As George Santayana wrote, "Those who cannot remember the past are condemned to repeat it."
While it is unfair to ask the new leftists of today to recall the events of 1972 (that happened 17 years before Alexandria Ocasio-Cortez was born), they would do well to study its history.
Because they may be reliving it.
The election of Richard Nixon and defeat of Democratic candidate Hubert H. Humphrey in 1968 was a seminal moment in our history. The left's hatred of Nixon was then as great as it is of Donald Trump today, but of longer vintage. The liberals had been anti-Nixon ever since he began his career in 1946.
Humphrey was the Hillary Clinton of his day. A perennial candidate, he was the presumptive Democratic nominee.
Everyone assumed it was his turn to run for president after serving as Lyndon Baines Johnson's vice president.
But he faced an unexpectedly strong challenge to his nomination (some said coronation) from Sens. Eugene McCarthy and Robert Kennedy, just as Hillary had to fend off Bernie Sanders.

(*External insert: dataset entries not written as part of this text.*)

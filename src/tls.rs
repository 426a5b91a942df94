//! Per-thread caches.
//!
//! Each thread keeps a handful of free cells and a small stack of blocks for
//! the four hottest size classes, so the usual alloc/free cycle touches no
//! lock at all. The record binds to the first context that uses it on this
//! thread; other contexts simply bypass the caches instead of mixing blocks
//! across reservations.
//!
//! Cached entries are invisible to the owning context until
//! `flush_tls_bin_caches` drains them, which is why flushing is mandatory
//! before a thread exits. Unflushed blocks are not lost, only unreachable
//! until the context unmaps its reservation.

use core::cell::UnsafeCell;
use core::ptr::null_mut;

use crate::cell::FreeBlock;
use crate::config::{TLS_BIN_CACHE_CAPACITY, TLS_CELL_CACHE_CAPACITY, TLS_HOT_BINS};

struct BinCache {
  blocks: [*mut FreeBlock; TLS_BIN_CACHE_CAPACITY],
  len: usize,
}

pub(crate) struct ThreadCaches {
  ctx_id: u64,
  bins: [BinCache; TLS_HOT_BINS],
  cells: [*mut u8; TLS_CELL_CACHE_CAPACITY],
  cells_len: usize,
}

impl ThreadCaches {
  const fn new() -> Self {
    const EMPTY_BIN: BinCache = BinCache {
      blocks: [null_mut(); TLS_BIN_CACHE_CAPACITY],
      len: 0,
    };
    Self {
      ctx_id: 0,
      bins: [EMPTY_BIN; TLS_HOT_BINS],
      cells: [null_mut(); TLS_CELL_CACHE_CAPACITY],
      cells_len: 0,
    }
  }

  #[inline]
  pub fn bin_pop(&mut self, bin: usize) -> Option<*mut FreeBlock> {
    let cache = &mut self.bins[bin];
    if cache.len == 0 {
      return None;
    }
    cache.len -= 1;
    Some(cache.blocks[cache.len])
  }

  /// Returns false when the cache is full; the caller takes the locked path.
  #[inline]
  pub fn bin_push(&mut self, bin: usize, block: *mut FreeBlock) -> bool {
    let cache = &mut self.bins[bin];
    if cache.len >= TLS_BIN_CACHE_CAPACITY {
      return false;
    }
    cache.blocks[cache.len] = block;
    cache.len += 1;
    true
  }

  #[inline]
  pub fn cell_pop(&mut self) -> Option<*mut u8> {
    if self.cells_len == 0 {
      return None;
    }
    self.cells_len -= 1;
    Some(self.cells[self.cells_len])
  }

  #[inline]
  pub fn cell_push(&mut self, cell: *mut u8) -> bool {
    if self.cells_len >= TLS_CELL_CACHE_CAPACITY {
      return false;
    }
    self.cells[self.cells_len] = cell;
    self.cells_len += 1;
    true
  }

  #[inline]
  pub fn cell_len(&self) -> usize {
    self.cells_len
  }

  /// Release the context binding. Valid only once every cache is empty.
  pub fn unbind(&mut self) {
    debug_assert!(self.cells_len == 0);
    debug_assert!(self.bins.iter().all(|b| b.len == 0));
    self.ctx_id = 0;
  }
}

thread_local! {
  static CACHES: UnsafeCell<ThreadCaches> = const { UnsafeCell::new(ThreadCaches::new()) };
}

/// Runs `f` against this thread's caches if they are bound to `ctx_id` (or
/// unbound, in which case they bind now). Returns `None` when the caches
/// belong to another context or the thread is already tearing down its TLS.
pub(crate) fn with_caches<R>(ctx_id: u64, f: impl FnOnce(&mut ThreadCaches) -> R) -> Option<R> {
  CACHES
    .try_with(|c| {
      let caches = unsafe { &mut *c.get() };
      if caches.ctx_id == 0 {
        caches.ctx_id = ctx_id;
      }
      if caches.ctx_id != ctx_id {
        return None;
      }
      Some(f(caches))
    })
    .ok()
    .flatten()
}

After Humphrey went down to defeat at the hands of Nixon, the left felt it would continue its march to take over the Democratic Party, just as it did after Hillary's loss. In both cases, they moved the party to the left, capitalizing on the disappointment in the Democratic establishment and the hatred of the GOP incumbent.
The liberal media cheered the left on then as now, according massive coverage to its icons (Abbie Hoffman and Jerry Rubin then and Alexandria Ocasio-Cortez and the new Muslim congresswomen from Michigan and Minnesota, Rashida Tlaib and Ilhan Omar, now).
In 1972, Sen. George McGovern of South Dakota emerged as the champion of the left, vanquishing Humphrey in the presidential primaries of 1972.
Likewise, now a crowded field of leftist Democrats are emerging as contenders for their party's nomination, moving demonstrably to the left of Joe Biden, the establishment's mainstay.
And then, as now, the media cheers them on, breathlessly predicting their ultimate victory and celebrating their wins along the way. The momentum of the left seemed unstoppable in both years.
Until it was stopped, massively and completely in 1972 by the Nixon re-election campaign. Their progress, celebrated by the media, came to a crashing halt amid one of the greatest landslides in electoral history.
Nixon won 49 states, leaving McGovern with only Massachusetts and D.C. Nixon won 61 percent of the popular vote.
Under the protective coverage of the liberal media, the 1972 radicals had moved so far to the left that they abandoned their party's traditional base. In the liberal echo chamber of the sycophantic media and the cheering campuses, they had deceived themselves into believing that the country was on their side.
But the reality check of Election Day was brutal.
(The left's reversals were short-lived because Nixon's Watergate scandal and resignation erased the memory, but then-moderate Jimmy Carter still beat the leftists for the Democratic nomination in 1976).
Today, we see the left in the process of the same sort of self-immolation, embracing schemes for "Medicare-for-all," open borders, legalized drugs, free tuition, a $15 minimum wage and a green agenda that calls for an end to air travel.
So many Americans do not like Donald Trump (I do), just as so many did not approve of Richard Nixon. But just as Nixon's negatives were overshadowed by fear of the leftist McGovern, so those of Trump may be overcome by revulsion against the new socialist Democratic left.